• TASK DETAILS: Search the records for the string "SharedContext" and copy every line in which it appears.
++++ INPUT MATERIAL
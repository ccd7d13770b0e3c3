//! Per-slice dependency bitmasks for selective change notification.

use crate::state::Snapshot;
use parking_lot::RwLock;
use std::collections::HashMap;
use std::sync::atomic::{AtomicUsize, Ordering};

/// Mask representing a dependency on every slice.
pub const ALL_BITS: u64 = u64::MAX;

/// Assigns one bit per slice name and computes change masks between
/// snapshots.
///
/// Bits are handed out in observation order. Past 64 distinct names, bits
/// wrap and names share them: notifications may then be false-positive for a
/// shared bit, never false-negative. Counters are scoped to this table (one
/// per store instance), so independent containers stay isolated.
pub struct DependencyBits {
    assigned: RwLock<HashMap<String, u64>>,
    next_bit: AtomicUsize,
}

impl DependencyBits {
    pub fn new() -> Self {
        Self {
            assigned: RwLock::new(HashMap::new()),
            next_bit: AtomicUsize::new(0),
        }
    }

    /// The bit for a slice name, assigning the next unused bit on first
    /// observation.
    pub fn mask_for(&self, name: &str) -> u64 {
        if let Some(mask) = self.assigned.read().get(name) {
            return *mask;
        }
        let mut assigned = self.assigned.write();
        // Re-check under the write lock: another reader may have assigned it.
        if let Some(mask) = assigned.get(name) {
            return *mask;
        }
        let bit = 1u64 << (self.next_bit.fetch_add(1, Ordering::Relaxed) % 64);
        assigned.insert(name.to_string(), bit);
        bit
    }

    /// Override the mask for a name.
    ///
    /// Used for derived slices: all-ones at registration (dependent on
    /// everything until first evaluated), then the union of the masks of the
    /// slices actually read during evaluation.
    pub fn set_mask(&self, name: &str, mask: u64) {
        self.assigned.write().insert(name.to_string(), mask);
    }

    /// OR of the bits of every top-level slice whose value reference differs
    /// between the two snapshots, including slices added or removed.
    pub fn changed_mask(&self, prev: &Snapshot, next: &Snapshot) -> u64 {
        let mut mask = 0u64;
        for (name, value) in next.iter() {
            match prev.slice(name) {
                Some(old) if std::sync::Arc::ptr_eq(old, value) => {}
                _ => mask |= self.mask_for(name),
            }
        }
        for (name, _) in prev.iter() {
            if next.slice(name).is_none() {
                mask |= self.mask_for(name);
            }
        }
        mask
    }

    /// OR of the masks for a subscriber's observed slice names.
    pub fn observed_mask<S: AsRef<str>>(&self, names: &[S]) -> u64 {
        names
            .iter()
            .fold(0u64, |mask, name| mask | self.mask_for(name.as_ref()))
    }
}

impl Default for DependencyBits {
    fn default() -> Self {
        Self::new()
    }
}

#[cfg(test)]
mod tests {
    use super::*;
    use serde_json::json;

    #[test]
    fn test_bits_assigned_in_observation_order() {
        let bits = DependencyBits::new();
        assert_eq!(bits.mask_for("a"), 1);
        assert_eq!(bits.mask_for("b"), 2);
        assert_eq!(bits.mask_for("c"), 4);
        // Stable on re-observation.
        assert_eq!(bits.mask_for("a"), 1);
    }

    #[test]
    fn test_bits_wrap_past_width() {
        let bits = DependencyBits::new();
        for i in 0..64 {
            bits.mask_for(&format!("slice{i}"));
        }
        // The 65th name shares the first bit.
        assert_eq!(bits.mask_for("slice64-th"), bits.mask_for("slice0"));
    }

    #[test]
    fn test_changed_mask_only_for_changed_slices() {
        let bits = DependencyBits::new();
        let prev = Snapshot::from_values([
            ("a".to_string(), json!(1)),
            ("b".to_string(), json!(2)),
        ]);
        let next = prev.with_slice("b", json!(3));

        let mask = bits.changed_mask(&prev, &next);
        assert_eq!(mask, bits.mask_for("b"));
        assert_eq!(mask & bits.mask_for("a"), 0);
    }

    #[test]
    fn test_changed_mask_includes_added_and_removed() {
        let bits = DependencyBits::new();
        let prev = Snapshot::from_values([("a".to_string(), json!(1))]);
        let added = prev.with_slice("b", json!(2));
        assert_ne!(bits.changed_mask(&prev, &added) & bits.mask_for("b"), 0);
        assert_ne!(bits.changed_mask(&added, &prev) & bits.mask_for("b"), 0);
    }

    #[test]
    fn test_identical_snapshots_have_zero_mask() {
        let bits = DependencyBits::new();
        let snap = Snapshot::from_values([("a".to_string(), json!(1))]);
        assert_eq!(bits.changed_mask(&snap, &snap.clone()), 0);
    }

    #[test]
    fn test_observed_mask_is_union() {
        let bits = DependencyBits::new();
        let union = bits.observed_mask(&["a", "b"]);
        assert_eq!(union, bits.mask_for("a") | bits.mask_for("b"));
    }
}
impl LoadFailure {
    pub fn error(&self) -> &StoreError {
        &self.error
    }

    pub fn slice(&self) -> &str {
        &self.key.slice
    }

    pub fn item(&self) -> Option<&ItemKey> {
        self.key.item.as_ref()
    }

    /// Delete the cache entry so the next read starts a fresh load. Returns
    /// whether an entry existed.
    pub fn clear(&self) -> bool {
        match self.store.upgrade() {
            Some(inner) => inner.cache.clear(&self.key),
            None => false,
        }
    }

    /// Replay the same load and return the new in-flight handle.
    pub fn retry(&self) -> Result<Loading> {
        let inner = self.store.upgrade().ok_or(StoreError::Closed)?;
        let action = inner
            .initializers
            .read()
            .get(&self.key.slice)
            .cloned()
            .ok_or_else(|| StoreError::MissingInitializer {
                slice: self.key.slice.clone(),
                item: self.key.item.clone(),
            })?;
        Ok(inner
            .cache
            .restart(&self.key, || StoreInner::make_load(&inner, &self.key, &action)))
    }
}

impl fmt::Debug for LoadFailure {
    fn fmt(&self, f: &mut fmt::Formatter<'_>) -> fmt::Result {
        f.debug_struct("LoadFailure")
            .field("key", &self.key)
            .field("error", &self.error)
            .finish()
    }
}

/// Scoped store interface handed to action handlers.
#[derive(Clone)]
pub struct ActionScope {
    inner: Arc<StoreInner>,
    dispatch_id: DispatchId,
    action: Arc<str>,
}

impl ActionScope {
    /// The dispatch this handler is running under.
    pub fn dispatch_id(&self) -> DispatchId {
        self.dispatch_id
    }

    pub fn action(&self) -> &str {
        &self.action
    }

    /// Apply a mutator to a copy-on-write draft and commit. Serialized with
    /// every other commit; returns once the new snapshot is visible.
    pub fn update(&self, mutator: impl FnOnce(&mut Draft)) -> Arc<UpdateEvent> {
        self.inner
            .apply_update(mutator, Some(self.dispatch_id), Some(self.action.to_string()))
    }

    /// Raw slice access, including the uninitialized sentinel.
    pub fn get(&self, name: &str, item: Option<&ItemKey>) -> Option<Arc<Value>> {
        self.inner.get(name, item)
    }

    /// Suspending read; see [`Store::read`].
    pub fn read(&self, name: &str, item: Option<&ItemKey>) -> Result<ReadOutcome> {
        StoreInner::read(&self.inner, name, item)
    }

    pub fn snapshot(&self) -> Snapshot {
        self.inner.snapshot.read().clone()
    }

    /// Dispatch another action from inside a handler.
    pub fn dispatch(
        &self,
        action: &str,
        payload: Vec<Value>,
    ) -> BoxFuture<'static, std::result::Result<DispatchResult, DispatchError>> {
        StoreInner::dispatch(&self.inner, action, payload, false)
    }

    /// The shared mutable context (API clients and other non-state values).
    pub fn context(&self) -> &SharedContext {
        &self.inner.context
    }
}

pub(crate) struct StoreInner {
    snapshot: RwLock<Snapshot>,
    /// Serializes commits: each draft builds from the latest committed
    /// snapshot and applies fully before the next draft opens.
    commit_lock: Mutex<()>,
    registry: ActionRegistry,
    derived: DerivedRegistry,
    initializers: RwLock<HashMap<String, String>>,
    cache: LazyCache,
    bits: DependencyBits,
    middleware: MiddlewareChain,
    subscriptions: SubscriptionManager,
    patch_log: PatchLog,
    context: SharedContext,
    dispatch_seq: AtomicU64,
    load_seq: AtomicU64,
    stale_reload: StaleReload,
}

impl StoreInner {
    fn dispatch(
        self: &Arc<Self>,
        action: &str,
        payload: Vec<Value>,
        initializer: bool,
    ) -> BoxFuture<'static, std::result::Result<DispatchResult, DispatchError>> {
        let dispatch_id = DispatchId(self.dispatch_seq.fetch_add(1, Ordering::Relaxed));

        let Some(handlers) = self.registry.handlers_for(action) else {
            warn!(action, "unregistered action dispatched");
            return future::ready(Ok(DispatchResult::empty(dispatch_id))).boxed();
        };

        trace!(%dispatch_id, action, handlers = handlers.len(), initializer, "dispatch");
        let info = Arc::new(DispatchInfo {
            action: action.to_string(),
            dispatch_id,
            payload: payload.clone(),
            initializer,
        });

        let inner = Arc::clone(self);
        let action = action.to_string();
        let base: ActionFn = Box::new(move || {
            async move {
                let scope = ActionScope {
                    inner: Arc::clone(&inner),
                    dispatch_id,
                    action: Arc::from(action.as_str()),
                };
                let futures: Vec<HandlerFuture> = handlers
                    .iter()
                    .map(|handler| handler(scope.clone(), payload.clone()))
                    .collect();
                let partials = future::try_join_all(futures)
                    .await
                    .map_err(|e| DispatchError::tag(dispatch_id, &action, e))?;

                let mut merged = Map::new();
                for partial in partials.into_iter().flatten() {
                    match partial {
                        Value::Object(map) => merged.extend(map),
                        _ => warn!(%dispatch_id, action = %action, "ignoring non-object handler result"),
                    }
                }
                trace!(%dispatch_id, action = %action, result_keys = merged.len(), "executed");
                Ok(DispatchResult {
                    dispatch_id,
                    value: merged,
                })
            }
            .boxed()
        });

        let wrapped = self.middleware.wrap(base, info);
        wrapped()
    }

    fn apply_update(
        &self,
        mutator: impl FnOnce(&mut Draft),
        dispatch_id: Option<DispatchId>,
        action: Option<String>,
    ) -> Arc<UpdateEvent> {
        let _guard = self.commit_lock.lock();

        let base = self.snapshot.read().clone();
        let mut draft = Draft::new(base);
        mutator(&mut draft);
        let (next, patches, reverts) = draft.commit();

        let prev = {
            let mut snapshot = self.snapshot.write();
            std::mem::replace(&mut *snapshot, next.clone())
        };

        let changed_mask = self.bits.changed_mask(&prev, &next);
        let event = self.patch_log.record(dispatch_id, action, patches, reverts);
        trace!(seq = event.seq, changed_mask, patches = event.patches.len(), "update committed");

        // Settled markers whose value just landed are no longer needed.
        self.cache.sweep_settled(&next);
        self.subscriptions
            .broadcast_changed(&prev, &next, changed_mask, &self.bits);
        event
    }

    fn get(&self, name: &str, item: Option<&ItemKey>) -> Option<Arc<Value>> {
        let snapshot = self.snapshot.read();
        let slice = snapshot.slice(name)?;
        match item {
            None => Some(Arc::clone(slice)),
            Some(key) => crate::state::lookup_item(slice, key).map(|v| Arc::new(v.clone())),
        }
    }

    fn read(self: &Arc<Self>, name: &str, item: Option<&ItemKey>) -> Result<ReadOutcome> {
        let snapshot = self.snapshot.read().clone();

        // Fast path: already initialized.
        if let Some(value) = snapshot.ready_value(name, item) {
            return Ok(ReadOutcome::Ready(value));
        }

        let mut slice = name.to_string();
        let mut item = item.cloned();

        // Derived slices compute from other slices; an uninitialized
        // dependency redirects the read to the lazy load of that dependency.
        if let Some(result) = self.derived.evaluate(&slice, item.as_ref(), &snapshot, &self.bits) {
            match result? {
                Evaluation::Ready(value) => return Ok(ReadOutcome::Ready(value)),
                Evaluation::Unready { slice: dep, item: dep_item } => {
                    slice = dep;
                    item = dep_item;
                }
            }
        }

        let action = self
            .initializers
            .read()
            .get(&slice)
            .cloned()
            .ok_or_else(|| StoreError::MissingInitializer {
                slice: slice.clone(),
                item: item.clone(),
            })?;

        let key = CacheKey { slice, item };
        let restart = self.stale_reload == StaleReload::Restart;
        let decision = self
            .cache
            .read_or_start(&key, restart, || StoreInner::make_load(self, &key, &action));

        match decision {
            CacheDecision::Started(loading) | CacheDecision::Join(loading) => {
                Ok(ReadOutcome::Pending(loading))
            }
            CacheDecision::Stale => Err(StoreError::InitializerNoEffect {
                slice: key.slice,
                action,
            }),
            CacheDecision::Failed(error) => Ok(ReadOutcome::Failed(LoadFailure {
                key,
                error,
                store: Arc::downgrade(self),
            })),
        }
    }

    /// Build the in-flight load for a key. The initializer dispatch is
    /// deferred until the handle is first polled, so it never re-enters the
    /// read that created it.
    fn make_load(self: &Arc<Self>, key: &CacheKey, action: &str) -> Loading {
        let token = self.load_seq.fetch_add(1, Ordering::Relaxed);
        debug!(key = %key, action, "initialize");

        let payload: Vec<Value> = key.item.iter().map(ItemKey::to_value).collect();
        let weak = Arc::downgrade(self);
        let key = key.clone();
        let action = action.to_string();
        let fut = async move {
            let Some(inner) = weak.upgrade() else { return };
            let dispatched = StoreInner::dispatch(&inner, &action, payload, true);
            drop(inner);

            let result = dispatched.await;

            let Some(inner) = weak.upgrade() else { return };
            let settled = result.map(|_| ()).map_err(|e| {
                Arc::new(StoreError::Initializer {
                    slice: key.slice.clone(),
                    item: key.item.clone(),
                    action: action.clone(),
                    source: Box::new(StoreError::from(e)),
                })
            });
            inner.cache.settle(&key, settled);
        }
        .boxed();

        Loading::new(token, fut)
    }
}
++++++++
• YOUR SOLUTION:
    pub fn context(&self) -> &SharedContext {
    context: SharedContext,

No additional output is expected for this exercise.